Our gratitude goes to Progress Energy Corporation for permission to publish the paper. Also, we thank Joe Leonard and Wayne Hovdebo from Progress Energy Corporation for their contribution to the project. From Schlumberger, we thank Aramis Martinez, Tim Osburg, Ali Mukati, Innocent Kalu, James Johnson and Dave Paddock for their respective roles in the work carried out.
About the Author(s)
Gorka Garcia Leiceaga was born in the Canary Islands, Spain. From the age of 8, he grew up in Houston, which is where he received a M.Sc. in geophysics (2005) with a focus in controlled source electromagnetics, and a B.Sc. in geophysics (2001) with a minor in mathematics; both degrees from the University of Houston. In 2006, Gorka joined Schlumberger and specialized in seismic inversion for rock properties and reservoir characterization studies. Since joining Schlumberger, Gorka has been expatriated in Mumbai, India; Villahermosa, Mexico; Rio de Janeiro, Brazil; and Calgary, Canada.

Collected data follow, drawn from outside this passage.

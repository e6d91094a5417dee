use super::money;
use rust_decimal::prelude::*;
use thiserror::Error;

pub const MIN_SECRET_LEN: usize = 6;

#[derive(Error, Debug, PartialEq, Eq)]
pub enum ValidationError {
    #[error("Please enter a valid amount (e.g., 50 or 50.00), got `{0}`")]
    NotANumber(String),

    #[error("Amount must be greater than zero, got {0}")]
    NonPositive(Decimal),

    #[error("Amount {0} is over the {} limit", money::format(money::MAX_AMOUNT))]
    TooLarge(Decimal),

    #[error("Password must be at least 6 characters long and include both letters and numbers")]
    WeakSecret,

    #[error("Name cannot be empty")]
    EmptyName,
}

type ValidationResult<T> = Result<T, ValidationError>;

/// Parse a user-typed amount into a positive value with exactly two decimals.
pub fn parse_amount(raw: &str) -> ValidationResult<Decimal> {
    let trimmed = raw.trim();
    let amount =
        Decimal::from_str(trimmed).map_err(|_| ValidationError::NotANumber(trimmed.to_owned()))?;

    if amount > money::MAX_AMOUNT {
        return Err(ValidationError::TooLarge(amount));
    }

    let amount = money::normalize(amount);
    if amount <= Decimal::ZERO {
        return Err(ValidationError::NonPositive(amount));
    }
    Ok(amount)
}

pub fn validate_secret(raw: &str) -> ValidationResult<&str> {
    let long_enough = raw.chars().count() >= MIN_SECRET_LEN;
    let has_letter = raw.chars().any(|c| c.is_ascii_alphabetic());
    let has_digit = raw.chars().any(|c| c.is_ascii_digit());

    if long_enough && has_letter && has_digit {
        Ok(raw)
    } else {
        Err(ValidationError::WeakSecret)
    }
}

pub fn validate_name(raw: &str) -> ValidationResult<&str> {
    match raw.trim() {
        "" => Err(ValidationError::EmptyName),
        name => Ok(name),
    }
}
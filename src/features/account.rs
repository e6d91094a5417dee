use super::money;
use super::transaction::{Transaction, TransactionKind};
use rust_decimal::prelude::*;
use rust_decimal_macros::dec;
use serde::{Deserialize, Serialize};
use std::borrow::Borrow;
use std::fmt;
use thiserror::Error;

/// Account number as shown to the customer.
#[derive(Serialize, Deserialize, Debug, Clone, PartialEq, PartialOrd, Eq, Ord, Hash)]
#[serde(transparent)]
pub struct AccountNo(String);

impl AccountNo {
    pub fn as_str(&self) -> &str {
        &self.0
    }
}

impl From<&str> for AccountNo {
    fn from(raw: &str) -> Self {
        Self(raw.trim().to_owned())
    }
}

impl From<u32> for AccountNo {
    fn from(raw: u32) -> Self {
        Self(raw.to_string())
    }
}

impl Borrow<str> for AccountNo {
    fn borrow(&self) -> &str {
        &self.0
    }
}

impl fmt::Display for AccountNo {
    fn fmt(&self, f: &mut fmt::Formatter<'_>) -> fmt::Result {
        f.write_str(&self.0)
    }
}

#[derive(Error, Debug, PartialEq, Eq)]
pub enum AccountError {
    #[error("Invalid amount {0}: must be positive and in whole cents")]
    InvalidAmount(Decimal),

    #[error("Insufficient funds: requested {requested}, available {available}")]
    InsufficientFunds {
        requested: Decimal,
        available: Decimal,
    },

    #[error("Cannot transfer to the same account ({0})")]
    SameAccount(AccountNo),

    #[error("Crediting {amount} would overflow the balance of account {account_no}")]
    BalanceOverflow {
        account_no: AccountNo,
        amount: Decimal,
    },
}

type AccountResult<T> = Result<T, AccountError>;

/// Customer account: balance plus the append-only log that explains it.
#[derive(Serialize, Deserialize, Debug, Clone, PartialEq, Eq)]
pub struct Account {
    account_no: AccountNo,

    name: String,

    /// Compared verbatim at login
    secret: String,

    /// Never negative, always two decimals
    #[serde(with = "money::two_places")]
    balance: Decimal,

    /// Chronological; only ever appended to
    #[serde(default)]
    history: Vec<Transaction>,
}

impl Account {
    pub(crate) fn new(account_no: AccountNo, name: &str, secret: &str) -> Self {
        Self::with_balance(account_no, name, secret, dec!(0))
    }

    pub(crate) fn with_balance(
        account_no: AccountNo,
        name: &str,
        secret: &str,
        balance: Decimal,
    ) -> Self {
        Self {
            account_no,
            name: name.to_owned(),
            secret: secret.to_owned(),
            balance: money::normalize(balance),
            history: Vec::new(),
        }
    }

    pub fn account_no(&self) -> &AccountNo {
        &self.account_no
    }

    pub fn name(&self) -> &str {
        &self.name
    }

    pub(crate) fn secret_matches(&self, secret: &str) -> bool {
        self.secret == secret
    }

    pub fn balance(&self) -> Decimal {
        self.balance
    }

    /// The most recent `limit` entries, oldest first.
    pub fn history(&self, limit: usize) -> &[Transaction] {
        let start = self.history.len().saturating_sub(limit);
        &self.history[start..]
    }

    pub fn full_history(&self) -> &[Transaction] {
        &self.history
    }

    pub(crate) fn deposit(&mut self, amount: Decimal) -> AccountResult<Transaction> {
        check_amount(amount)?;
        let amount = money::normalize(amount);

        self.balance = self.credited(amount)?;
        Ok(self.append(TransactionKind::Deposit, amount))
    }

    pub(crate) fn withdraw(&mut self, amount: Decimal) -> AccountResult<Transaction> {
        check_amount(amount)?;
        self.check_covers(amount)?;
        let amount = money::normalize(amount);

        self.balance = money::normalize(self.balance - amount);
        Ok(self.append(TransactionKind::Withdraw, amount))
    }

    /// Every reason a transfer to `target` could be refused. Nothing is
    /// touched until this passes.
    pub(crate) fn validate_transfer(&self, target: &str, amount: Decimal) -> AccountResult<()> {
        check_amount(amount)?;
        if self.account_no.as_str() == target {
            return Err(AccountError::SameAccount(self.account_no.clone()));
        }
        self.check_covers(amount)
    }

    pub(crate) fn transfer(
        &mut self,
        target: &mut Account,
        amount: Decimal,
    ) -> AccountResult<Transaction> {
        self.validate_transfer(target.account_no.as_str(), amount)?;
        let amount = money::normalize(amount);
        let target_balance = target.credited(amount)?;

        self.balance = money::normalize(self.balance - amount);
        target.balance = target_balance;

        let timestamp = super::transaction::now();
        target.history.push(Transaction::record_at(
            timestamp,
            TransactionKind::TransferIn {
                from: self.account_no.clone(),
            },
            amount,
            target.balance,
        ));
        let outgoing = Transaction::record_at(
            timestamp,
            TransactionKind::TransferOut {
                to: target.account_no.clone(),
            },
            amount,
            self.balance,
        );
        self.history.push(outgoing.clone());
        Ok(outgoing)
    }

    /// Checks done on accounts read back from disk.
    pub(crate) fn is_consistent(&self) -> bool {
        self.balance >= dec!(0)
            && money::is_whole_cents(self.balance)
            && self.history.iter().all(Transaction::is_well_formed)
    }

    fn check_covers(&self, amount: Decimal) -> AccountResult<()> {
        if amount > self.balance {
            return Err(AccountError::InsufficientFunds {
                requested: amount,
                available: self.balance,
            });
        }
        Ok(())
    }

    /// Balance after adding `amount`, or an error if it does not fit.
    fn credited(&self, amount: Decimal) -> AccountResult<Decimal> {
        self.balance
            .checked_add(amount)
            .map(money::normalize)
            .ok_or_else(|| AccountError::BalanceOverflow {
                account_no: self.account_no.clone(),
                amount,
            })
    }

    fn append(&mut self, kind: TransactionKind, amount: Decimal) -> Transaction {
        let tx = Transaction::record(kind, amount, self.balance);
        self.history.push(tx.clone());
        tx
    }
}

fn check_amount(amount: Decimal) -> AccountResult<()> {
    if amount <= dec!(0) || !money::is_whole_cents(amount) {
        return Err(AccountError::InvalidAmount(amount));
    }
    Ok(())
}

Prior to Schlumberger, Gorka worked for Odegaard as an inversion geophysicist and as a mathematics instructor at the University of Houston. He is currently based in Houston, holding a senior geophysicist position in the Microseismic Services group where his focus is on the integration of surface seismic and microseismic.
Joël Le Calvez is the North America Microseismic Domain Expert for Schlumberger and manages the processing groups in US Land while providing training and support to the international processing and interpretation groups. He actively participates to the development of the processing, visualization and interpretation software Schlumberger currently uses in relation to the monitoring of induced microseismicity coupled to hydraulic fracture treatment and other applications (e.g., CO2 sequestration, geothermal injection, etc.) using downhole, shallow wellbores and surface arrays. Prior to joining Schlumberger, Joël worked for the Bureau of Economic Geology at the Applied Geodynamics Laboratory and Etudes et Recherches Géotechniques. Joël was awarded a Ph.D. in salt tectonics, a M.Sc. in geosciences and a B.Sc. in physics.

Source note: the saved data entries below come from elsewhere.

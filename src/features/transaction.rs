use super::account::AccountNo;
use super::money;
use chrono::{Local, NaiveDateTime, Timelike};
use rust_decimal::prelude::*;
use serde::{Deserialize, Serialize};

#[derive(Serialize, Deserialize, Debug, Clone, PartialEq, Eq)]
#[serde(tag = "type", rename_all = "snake_case")]
pub enum TransactionKind {
    /// Cash paid into the account. Increases the balance.
    Deposit,

    /// Cash taken out of the account. Decreases the balance, and is refused
    /// when the balance does not cover it.
    Withdraw,

    /// Credit side of a transfer, recorded on the receiving account.
    TransferIn { from: AccountNo },

    /// Debit side of a transfer, recorded on the sending account.
    TransferOut { to: AccountNo },
}

impl TransactionKind {
    pub fn label(&self) -> &'static str {
        use TransactionKind::*;

        match self {
            Deposit => "deposit",
            Withdraw => "withdraw",
            TransferIn { .. } => "transfer_in",
            TransferOut { .. } => "transfer_out",
        }
    }

    pub fn counterparty(&self) -> Option<&AccountNo> {
        match self {
            TransactionKind::TransferIn { from } => Some(from),
            TransactionKind::TransferOut { to } => Some(to),
            _ => None,
        }
    }

    fn default_note(&self) -> String {
        use TransactionKind::*;

        match self {
            Deposit => "Cash deposit".to_owned(),
            Withdraw => "Cash withdraw".to_owned(),
            TransferIn { from } => format!("From {from}"),
            TransferOut { to } => format!("To {to}"),
        }
    }
}

/// One entry in an account's history.
#[derive(Serialize, Deserialize, Debug, Clone, PartialEq, Eq)]
pub struct Transaction {
    /// Local time, whole seconds
    timestamp: NaiveDateTime,

    #[serde(flatten)]
    kind: TransactionKind,

    #[serde(with = "money::two_places")]
    amount: Decimal,

    /// Balance of the owning account right after this entry was applied
    #[serde(rename = "balance", with = "money::two_places")]
    resulting_balance: Decimal,

    note: String,
}

impl Transaction {
    pub(crate) fn record(
        kind: TransactionKind,
        amount: Decimal,
        resulting_balance: Decimal,
    ) -> Self {
        Self::record_at(now(), kind, amount, resulting_balance)
    }

    pub(crate) fn record_at(
        timestamp: NaiveDateTime,
        kind: TransactionKind,
        amount: Decimal,
        resulting_balance: Decimal,
    ) -> Self {
        let note = kind.default_note();
        Self {
            timestamp,
            kind,
            amount,
            resulting_balance,
            note,
        }
    }

    pub fn timestamp(&self) -> NaiveDateTime {
        self.timestamp
    }

    pub fn kind(&self) -> &TransactionKind {
        &self.kind
    }

    pub fn amount(&self) -> Decimal {
        self.amount
    }

    pub fn resulting_balance(&self) -> Decimal {
        self.resulting_balance
    }

    pub fn note(&self) -> &str {
        &self.note
    }

    /// Amounts read back from disk must still be whole, positive cents.
    pub(crate) fn is_well_formed(&self) -> bool {
        self.amount > Decimal::ZERO
            && self.resulting_balance >= Decimal::ZERO
            && money::is_whole_cents(self.amount)
            && money::is_whole_cents(self.resulting_balance)
    }
}

pub(crate) fn now() -> NaiveDateTime {
    let local = Local::now().naive_local();
    local.with_nanosecond(0).unwrap_or(local)
}
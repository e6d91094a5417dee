use std::io;

use serde::Serialize;

use super::{account::Account, money, transaction::Transaction};

/// Flat CSV row; csv cannot serialize the tagged record directly.
#[derive(Serialize, Debug)]
struct StatementRow<'a> {
    timestamp: String,
    #[serde(rename = "type")]
    kind: &'static str,
    amount: String,
    balance: String,
    counterparty: &'a str,
    note: &'a str,
}

impl<'a> From<&'a Transaction> for StatementRow<'a> {
    fn from(tx: &'a Transaction) -> Self {
        Self {
            timestamp: tx.timestamp().format("%Y-%m-%d %H:%M:%S").to_string(),
            kind: tx.kind().label(),
            amount: money::normalize(tx.amount()).to_string(),
            balance: money::normalize(tx.resulting_balance()).to_string(),
            counterparty: tx.kind().counterparty().map_or("", |no| no.as_str()),
            note: tx.note(),
        }
    }
}

/// Write the account's full history as CSV, oldest entry first. Returns the
/// number of rows written.
pub fn write_statement<W: io::Write>(writer: W, account: &Account) -> csv::Result<usize> {
    let mut wtr = csv::WriterBuilder::new()
        .has_headers(true)
        .from_writer(writer);

    let history = account.full_history();
    if history.is_empty() {
        // serde-driven headers only appear with the first record
        wtr.write_record([
            "timestamp",
            "type",
            "amount",
            "balance",
            "counterparty",
            "note",
        ])?;
    }
    for tx in history {
        wtr.serialize(StatementRow::from(tx))?;
    }
    wtr.flush()?;
    Ok(history.len())
}
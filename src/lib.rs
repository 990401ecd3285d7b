// Copyright (c) 2025 Sean McNamara <smcnam@gmail.com>
//
// Licensed under the Apache License, Version 2.0 (the "License");
// you may not use this file except in compliance with the License.
// You may obtain a copy of the License at
//
//     http://www.apache.org/licenses/LICENSE-2.0
//
// Unless required by applicable law or agreed to in writing, software
// distributed under the License is distributed on an "AS IS" BASIS,
// WITHOUT WARRANTIES OR CONDITIONS OF ANY KIND, either express or implied.
// See the License for the specific language governing permissions and
// limitations under the License.

//! Buffered, file-backed line logger.
//!
//! A [`Logger`] collects `[name] [timestamp] [tag] message` lines in memory
//! and writes them to `<directory>/<name>.txt` in batches, optionally
//! mirroring every line to a console or other echo sink as it is appended.

pub mod config;
pub mod constants;
pub mod level;
pub mod line;
pub mod logger;
pub mod timestamp;
pub mod value;

#[cfg(test)]
mod testutil;

pub use config::{LoggerConfig, default_log_dir};
pub use level::Level;
pub use line::LineBuilder;
pub use logger::{Logger, LoggerBuilder, LoggerState};
pub use value::Value;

Freia Henery is a currently an account manager for Schlumberger, based in Calgary. She holds a M.Sc. in reservoir evaluation and management (1996) from Heriot- Watt University and a B.Sc. in geophysics (1994) from the University of Edinburgh. During her technical career, she has worked for BP, Edina Software, Western Geophysical, TRACS International, and finally Odegaard, which is where she specialized in seismic inversion for rock properties and reservoir characterization studies. Freia has been expatriated in Houston, USA and Dubai, United Arab Emirates.

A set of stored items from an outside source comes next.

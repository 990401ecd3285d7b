// Copyright (c) 2025 Sean McNamara <smcnam@gmail.com>
//
// Licensed under the Apache License, Version 2.0 (the "License");
// you may not use this file except in compliance with the License.
// You may obtain a copy of the License at
//
//     http://www.apache.org/licenses/LICENSE-2.0
//
// Unless required by applicable law or agreed to in writing, software
// distributed under the License is distributed on an "AS IS" BASIS,
// WITHOUT WARRANTIES OR CONDITIONS OF ANY KIND, either express or implied.
// See the License for the specific language governing permissions and
// limitations under the License.

use anyhow::{Context, Result};
use std::fmt;
use std::fs::{File, OpenOptions};
use std::io::{self, Write};
use std::path::{Path, PathBuf};

use crate::config::LoggerConfig;
use crate::constants::{LINE_TERMINATOR, MIN_BUFFER_SIZE, flush_threshold_for};
use crate::level::Level;
use crate::line::LineBuilder;
use crate::timestamp::{Clock, format_timestamp, local_now};
use crate::value::Value;

/// Byte sink a logger writes into.
pub type Sink = Box<dyn Write + Send>;

/// Whether flushed bytes still reach the backing file.
#[derive(Debug, Clone, Copy, PartialEq, Eq)]
pub enum LoggerState {
    /// Backing file is usable.
    Open,
    /// The file could not be opened or a write to it failed. Lines are still
    /// buffered but every flush discards them.
    Degraded,
}

/// Buffered line logger for streaming timestamped lines into `<name>.txt`,
/// optionally echoing each line as it is written.
///
/// Lines accumulate in memory and are written to the file in one piece once
/// the buffer reaches its flush threshold, and again when the logger is
/// dropped. None of the logging calls return errors; I/O problems are
/// reported once on the diagnostics channel and the logger degrades to
/// memory-only operation.
///
/// A `Logger` is not synchronized. Share it across threads behind a `Mutex`.
pub struct Logger {
    config: LoggerConfig,
    buffer: Vec<u8>,
    buffer_size: usize,
    flush_threshold: usize,
    file: Option<Sink>,
    file_backed: bool,
    echo: Sink,
    echo_enabled: bool,
    diagnostics: Sink,
    clock: Clock,
}

/// Assembles a [`Logger`] with non-default collaborators.
pub struct LoggerBuilder {
    config: LoggerConfig,
    sink: Option<Sink>,
    echo: Option<Sink>,
    diagnostics: Option<Sink>,
    clock: Clock,
}

impl LoggerBuilder {
    /// Write flushed bytes here instead of opening `<name>.txt`.
    pub fn sink(mut self, sink: impl Write + Send + 'static) -> Self {
        self.sink = Some(Box::new(sink));
        self
    }

    /// Target for mirrored lines (defaults to stdout).
    pub fn echo(mut self, echo: impl Write + Send + 'static) -> Self {
        self.echo = Some(Box::new(echo));
        self
    }

    /// Channel for the logger's own warnings (defaults to stderr).
    pub fn diagnostics(mut self, diagnostics: impl Write + Send + 'static) -> Self {
        self.diagnostics = Some(Box::new(diagnostics));
        self
    }

    pub fn clock(mut self, clock: Clock) -> Self {
        self.clock = clock;
        self
    }

    /// Build the logger. Never fails: an unopenable file leaves the logger
    /// in [`LoggerState::Degraded`].
    pub fn open(self) -> Logger {
        let mut diagnostics = self
            .diagnostics
            .unwrap_or_else(|| Box::new(io::stderr()));
        let buffer_size =
            clamp_buffer_size(&self.config.name, self.config.buffer_size, &mut diagnostics);

        let file_backed = self.sink.is_none();
        let file = match self.sink {
            Some(sink) => Some(sink),
            None => open_backing_file(&self.config, self.config.append, &mut diagnostics),
        };

        Logger {
            echo_enabled: self.config.echo,
            config: self.config,
            buffer: Vec::with_capacity(buffer_size),
            buffer_size,
            flush_threshold: flush_threshold_for(buffer_size),
            file,
            file_backed,
            echo: self.echo.unwrap_or_else(|| Box::new(io::stdout())),
            diagnostics,
            clock: self.clock,
        }
    }
}

fn report(diagnostics: &mut Sink, message: &str) {
    let _ = writeln!(diagnostics, "{}", message);
    let _ = diagnostics.flush();
}

fn clamp_buffer_size(name: &str, requested: usize, diagnostics: &mut Sink) -> usize {
    if requested < MIN_BUFFER_SIZE {
        report(
            diagnostics,
            &format!(
                "Buffer size for logger {} cannot be lower than {}b",
                name, MIN_BUFFER_SIZE
            ),
        );
        MIN_BUFFER_SIZE
    } else {
        requested
    }
}

fn open_file(path: &Path, append: bool) -> Result<File> {
    let mut options = OpenOptions::new();
    options.create(true);
    if append {
        options.append(true);
    } else {
        options.write(true).truncate(true);
    }
    options
        .open(path)
        .with_context(|| format!("Failed to open log file: {}", path.display()))
}

fn open_backing_file(config: &LoggerConfig, append: bool, diagnostics: &mut Sink) -> Option<Sink> {
    match open_file(&config.file_path(), append) {
        Ok(file) => Some(Box::new(file)),
        Err(err) => {
            report(diagnostics, &format!("! Logger \"{}\": {:#}", config.name, err));
            None
        }
    }
}

impl Logger {
    /// Open `<directory>/<name>.txt` with stdout echo and stderr diagnostics.
    pub fn open(config: LoggerConfig) -> Self {
        Self::builder(config).open()
    }

    pub fn builder(config: LoggerConfig) -> LoggerBuilder {
        LoggerBuilder {
            config,
            sink: None,
            echo: None,
            diagnostics: None,
            clock: local_now,
        }
    }

    pub fn name(&self) -> &str {
        &self.config.name
    }

    pub fn directory(&self) -> &Path {
        &self.config.directory
    }

    pub fn file_path(&self) -> PathBuf {
        self.config.file_path()
    }

    pub fn state(&self) -> LoggerState {
        if self.file.is_some() {
            LoggerState::Open
        } else {
            LoggerState::Degraded
        }
    }

    /// Bytes appended since the last flush.
    pub fn buffer(&self) -> &[u8] {
        &self.buffer
    }

    /// Effective buffer capacity after clamping.
    pub fn buffer_size(&self) -> usize {
        self.buffer_size
    }

    pub fn flush_threshold(&self) -> usize {
        self.flush_threshold
    }

    pub fn is_echo_enabled(&self) -> bool {
        self.echo_enabled
    }

    pub fn set_echo_enabled(&mut self, enabled: bool) {
        self.echo_enabled = enabled;
    }

    pub fn set_echo(&mut self, echo: impl Write + Send + 'static) {
        self.echo = Box::new(echo);
    }

    /// Change the buffer capacity; requests under the minimum are clamped.
    pub fn set_buffer_size(&mut self, requested: usize) {
        let buffer_size = clamp_buffer_size(&self.config.name, requested, &mut self.diagnostics);
        self.buffer_size = buffer_size;
        self.flush_threshold = flush_threshold_for(buffer_size);
        self.buffer
            .reserve(buffer_size.saturating_sub(self.buffer.len()));
    }

    /// Move the backing file to `<directory>/<name>.txt`.
    ///
    /// Pending bytes go to the current file first, and the new file is
    /// always opened for appending; truncation only happens at construction.
    /// If that open fails the logger is degraded.
    ///
    /// Only the recorded directory changes when the logger is degraded, when
    /// it writes to a sink given to [`LoggerBuilder::sink`], or when the path
    /// stays the same.
    pub fn set_directory(&mut self, directory: impl Into<PathBuf>) {
        self.flush();
        let current = self.config.file_path();
        self.config.directory = directory.into();

        if self.state() == LoggerState::Degraded
            || !self.file_backed
            || self.config.file_path() == current
        {
            return;
        }
        self.file = open_backing_file(&self.config, true, &mut self.diagnostics);
    }

    /// Append one line, tagged with `level` when given.
    pub fn log(&mut self, message: &str, level: Option<Level>) {
        self.line_at(level).push_str(message);
    }

    /// Append one line rendered from `format_args!`.
    pub fn log_args(&mut self, args: fmt::Arguments<'_>, level: Option<Level>) {
        self.line_at(level).append_args(args);
    }

    /// Append one line made of `values` rendered back to back.
    pub fn message(&mut self, values: &[Value<'_>]) {
        let mut line = self.line();
        for value in values {
            line.push_str(&value.render());
        }
    }

    pub fn debug(&mut self, message: &str) {
        self.log(message, Some(Level::Debug));
    }

    pub fn info(&mut self, message: &str) {
        self.log(message, Some(Level::Info));
    }

    pub fn trace(&mut self, message: &str) {
        self.log(message, Some(Level::Trace));
    }

    pub fn warning(&mut self, message: &str) {
        self.log(message, Some(Level::Warning));
    }

    pub fn error(&mut self, message: &str) {
        self.log(message, Some(Level::Error));
    }

    pub fn critical(&mut self, message: &str) {
        self.log(message, Some(Level::Critical));
    }

    /// Start an untagged line that is terminated when the builder drops.
    pub fn line(&mut self) -> LineBuilder<'_> {
        self.line_at(None)
    }

    pub fn line_at(&mut self, level: Option<Level>) -> LineBuilder<'_> {
        let start = self.begin_line(level);
        LineBuilder::new(self, start)
    }

    /// Write the whole buffer to the backing file and clear it.
    pub fn flush(&mut self) {
        if self.buffer.is_empty() {
            return;
        }

        let written = match self.file.as_mut() {
            Some(file) => file.write_all(&self.buffer).and_then(|()| file.flush()),
            None => Ok(()),
        };

        if let Err(err) = written {
            // Dropping the handle means this is reported once.
            self.file = None;
            let message = format!(
                "! Logger \"{}\" failed writing to {}: {}; further output is discarded",
                self.config.name,
                self.config.file_path().display(),
                err
            );
            report(&mut self.diagnostics, &message);
        }

        self.buffer.clear();
    }

    /// Discard pending bytes without writing them.
    pub fn clear_buffer(&mut self) {
        self.buffer.clear();
    }

    /// Copy pending bytes to `out`, leaving the buffer untouched.
    pub fn write_buffer_to(&self, out: &mut dyn Write) -> io::Result<()> {
        out.write_all(&self.buffer)
    }

    fn check_buffer(&mut self) {
        if self.buffer.len() >= self.flush_threshold {
            self.flush();
        }
    }

    /// Flush if needed, then write the `[name] [timestamp] [tag] ` prefix.
    /// Returns the offset where the new line starts.
    pub(crate) fn begin_line(&mut self, level: Option<Level>) -> usize {
        self.check_buffer();
        let start = self.buffer.len();

        let stamp = format_timestamp(&(self.clock)());
        self.buffer.push(b'[');
        self.buffer.extend_from_slice(self.config.name.as_bytes());
        self.buffer.extend_from_slice(b"] ");
        self.buffer.extend_from_slice(stamp.as_bytes());
        self.buffer.push(b' ');
        if let Some(level) = level {
            self.buffer.extend_from_slice(level.tag().as_bytes());
        }
        start
    }

    pub(crate) fn append_str(&mut self, s: &str) {
        self.buffer.extend_from_slice(s.as_bytes());
    }

    pub(crate) fn truncate_buffer(&mut self, len: usize) {
        self.buffer.truncate(len);
    }

    /// Terminate the line begun at `start` and mirror it to the echo sink.
    pub(crate) fn end_line(&mut self, start: usize) {
        self.buffer.push(LINE_TERMINATOR);
        if self.echo_enabled {
            let _ = self.echo.write_all(&self.buffer[start..]);
            let _ = self.echo.flush();
        }
    }
}

impl Drop for Logger {
    fn drop(&mut self) {
        self.flush();
    }
}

Mark Norton received a B.Sc. (Hons.) in Geophysics from the University of Manitoba, where he specialized in electromagnetic completing his undergraduate thesis on magnetotellurics. Mark joined ExxonMobil in 2000 as a staff geophysicist in their Calgary office. In 2003 he worked for ExxonMobil out of their Houston office in the deepwater Gulf of Mexico. Since leaving ExxonMobil in 2005, Mark has worked for Husky Energy and Real Resources, and now works at Progress Energy as a Senior Geophysicist. Mark is a member of the SEG, CSEG, CSPG and PESGB.